President Carter's decision to build the MX blockbuster missile will put into effect only part of the Pentagon's master plan for modernizing the nation's strategic arsenal, defense officials said yesterday.
The president chose the MX mobile missile, they said, as one way to make the U.S. nuclear offense less vulnerable to increasingly accurate Soviet warheads.
Still facing Carter are other tough decisions, including how may cruise missiles to deploy and whether to change the character of the U.S. missile submarine force by arming it heavily enough to knock out Soviet ICBMs - a capability called counterforce.

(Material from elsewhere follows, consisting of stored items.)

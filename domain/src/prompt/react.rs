//! Prompt templates for the reasoning loop

use crate::reasoning::parsing::{FINAL_ANSWER_MARKER, THINK_CLOSE, THINK_OPEN, TOOL_CALL_CLOSE, TOOL_CALL_OPEN};
use crate::tool::entities::ToolSpec;
use crate::tool::value_objects::ToolResult;

/// Built-in persona used when no override is configured
pub const DEFAULT_PERSONA: &str = "You are {name}, a friendly and capable assistant running on the user's own machine. \
You answer concisely and honestly. When you are unsure, you say so. \
You may think privately inside <think></think> tags; the user does not see that part.";

/// Default persona display name
pub const DEFAULT_PERSONA_NAME: &str = "Assistant";

/// Templates for the ReAct (reason + act) loop
#[derive(Debug, Clone)]
pub struct ReactPromptTemplate {
    persona_name: String,
    persona_override: Option<String>,
}

impl Default for ReactPromptTemplate {
    fn default() -> Self {
        Self {
            persona_name: DEFAULT_PERSONA_NAME.to_string(),
            persona_override: None,
        }
    }
}

impl ReactPromptTemplate {
    pub fn new(persona_name: impl Into<String>) -> Self {
        Self {
            persona_name: persona_name.into(),
            persona_override: None,
        }
    }

    /// Replace the built-in persona prompt; `{name}` is substituted
    pub fn with_system_prompt(mut self, prompt: impl Into<String>) -> Self {
        let prompt = prompt.into();
        if !prompt.trim().is_empty() {
            self.persona_override = Some(prompt);
        }
        self
    }

    pub fn persona_name(&self) -> &str {
        &self.persona_name
    }

    /// Personality-styled system prompt shared by both paths
    pub fn system_prompt(&self) -> String {
        self.persona_override
            .as_deref()
            .unwrap_or(DEFAULT_PERSONA)
            .replace("{name}", &self.persona_name)
    }

    /// Augmented user prompt for a complex query
    pub fn react_instructions(&self, spec: &ToolSpec, query: &str) -> String {
        let tools = spec
            .sorted()
            .into_iter()
            .map(|t| {
                let approval = if t.requires_approval() {
                    " [requires user approval]"
                } else {
                    ""
                };
                format!("- {}: {}{}", t.signature(), t.description, approval)
            })
            .collect::<Vec<_>>()
            .join("\n");
        let tools = if tools.is_empty() {
            "(no tools are available)".to_string()
        } else {
            tools
        };

        format!(
            r#"Answer the following request. You can use tools to look things up or act on the system.

## Available Tools

{tools}

## How to Work

Alternate between these steps:

Thought: reason about what to do next (inside {think_open}{think_close} if you like)
Then either call exactly one tool:
{tool_open}{{"name": "tool_name", "arguments": {{"arg": "value"}}}}{tool_close}
or, once you know the answer, write:
{final_marker} <your answer for the user>

## Rules

- After a tool call, STOP and wait. The system will reply with the real Observation.
- NEVER write "Observation:" yourself and never invent tool output. Only observations supplied by the system are real.
- Do not claim an action succeeded unless an Observation confirmed it.
- If a tool reports an error, tell the user what went wrong.

Request: {query}"#,
            tools = tools,
            think_open = THINK_OPEN,
            think_close = THINK_CLOSE,
            tool_open = TOOL_CALL_OPEN,
            tool_close = TOOL_CALL_CLOSE,
            final_marker = FINAL_ANSWER_MARKER,
            query = query.trim(),
        )
    }

    /// Nudge for a response with neither a tool call nor a final answer
    pub fn continue_nudge(&self) -> String {
        format!(
            "Continue. Either call a tool using {}...{} or give your answer starting with '{}'.",
            TOOL_CALL_OPEN, TOOL_CALL_CLOSE, FINAL_ANSWER_MARKER
        )
    }

    /// Message carrying a real tool observation back to the model
    pub fn observation_message(&self, result: &ToolResult) -> String {
        format!("Observation ({}): {}", result.tool_name, result.text)
    }

    /// Message sent back when some tool-call blocks could not be parsed
    pub fn malformed_call_message(&self, reasons: &[String]) -> String {
        format!(
            "Some tool calls could not be parsed ({}). Use valid JSON: {}{{\"name\": \"...\", \"arguments\": {{...}}}}{}",
            reasons.join("; "),
            TOOL_CALL_OPEN,
            TOOL_CALL_CLOSE
        )
    }

    /// Terminal message when the iteration cap is hit
    pub fn limit_reached_message(&self, max_iterations: usize) -> String {
        format!(
            "I reached my reasoning limit ({} steps) without finishing. Try breaking the request into smaller parts.",
            max_iterations
        )
    }
}

#[cfg(test)]
mod tests {
    use super::*;
    use crate::tool::entities::{RiskTier, ToolDefinition, ToolParameter};

    #[test]
    fn test_system_prompt_uses_persona_name() {
        let template = ReactPromptTemplate::new("Lumi");
        assert!(template.system_prompt().contains("You are Lumi"));
    }

    #[test]
    fn test_system_prompt_override() {
        let template = ReactPromptTemplate::new("Kai").with_system_prompt("{name} speaks like a pirate.");
        assert_eq!(template.system_prompt(), "Kai speaks like a pirate.");

        let blank = ReactPromptTemplate::default().with_system_prompt("   ");
        assert!(blank.system_prompt().contains("You are Assistant"));
    }

    #[test]
    fn test_react_instructions_list_tools_and_forbid_fabrication() {
        let spec = ToolSpec::new()
            .register(
                ToolDefinition::new("read_file", "Read a file", RiskTier::Safe)
                    .with_parameter(ToolParameter::new("path", "File path", true)),
            )
            .register(ToolDefinition::new("write_file", "Write a file", RiskTier::NeedsApproval));

        let prompt = ReactPromptTemplate::default().react_instructions(&spec, "  read a.txt ");

        assert!(prompt.contains("- read_file(path): Read a file"));
        assert!(prompt.contains("- write_file(): Write a file [requires user approval]"));
        assert!(prompt.contains("NEVER write \"Observation:\""));
        assert!(prompt.contains("<tool_call>"));
        assert!(prompt.contains("Final Answer:"));
        assert!(prompt.ends_with("Request: read a.txt"));
    }

    #[test]
    fn test_react_instructions_without_tools() {
        let prompt = ReactPromptTemplate::default().react_instructions(&ToolSpec::new(), "hi");
        assert!(prompt.contains("(no tools are available)"));
    }

    #[test]
    fn test_observation_message() {
        let result = ToolResult::success("list_directory", "a.txt\nb/");
        assert_eq!(
            ReactPromptTemplate::default().observation_message(&result),
            "Observation (list_directory): a.txt\nb/"
        );
    }

    #[test]
    fn test_limit_reached_message() {
        let text = ReactPromptTemplate::default().limit_reached_message(5);
        assert!(text.starts_with("I reached my reasoning limit"));
        assert!(text.contains('5'));
    }
}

The president made his MX decision, Defense Department officials said at a background briefing at the Pentagon yesterday, in the context of how to make all three legs of the strategic "triad" - land-based of ICBMs, submarine missiles and "air breathing" bombers and cruise missiles - less vulnerable in the 1980s and 1990s.
Carter was not pressed to make decisions right away on anything but the land-based ICBMs, partly because Pentagon specialists believe the Soviets do not yet threaten the other two legs of the traid to the same degree.
Defense Secretary Harold Brown has predicted that Soviet Warheads will be able to knock out "most Minuteman" ICBM silos "in the early 1980s." The current U.S. land-based strategic missile offense consists of 54 old Titan ICBMs and 1,000 Minuteman missiles. All are in underground silos, making them easy targets for Soviet gunners.
The White House, in confirming that Carter has decided to build the MX, yesterday said that this harder-to-hit mobile missile would "strengthen the stability of the strategic balance."
White House Spokesman Rex Granum said further that Carter "doesn't believe we can have serious discussions with the Russians if they have any advantage in the arms race."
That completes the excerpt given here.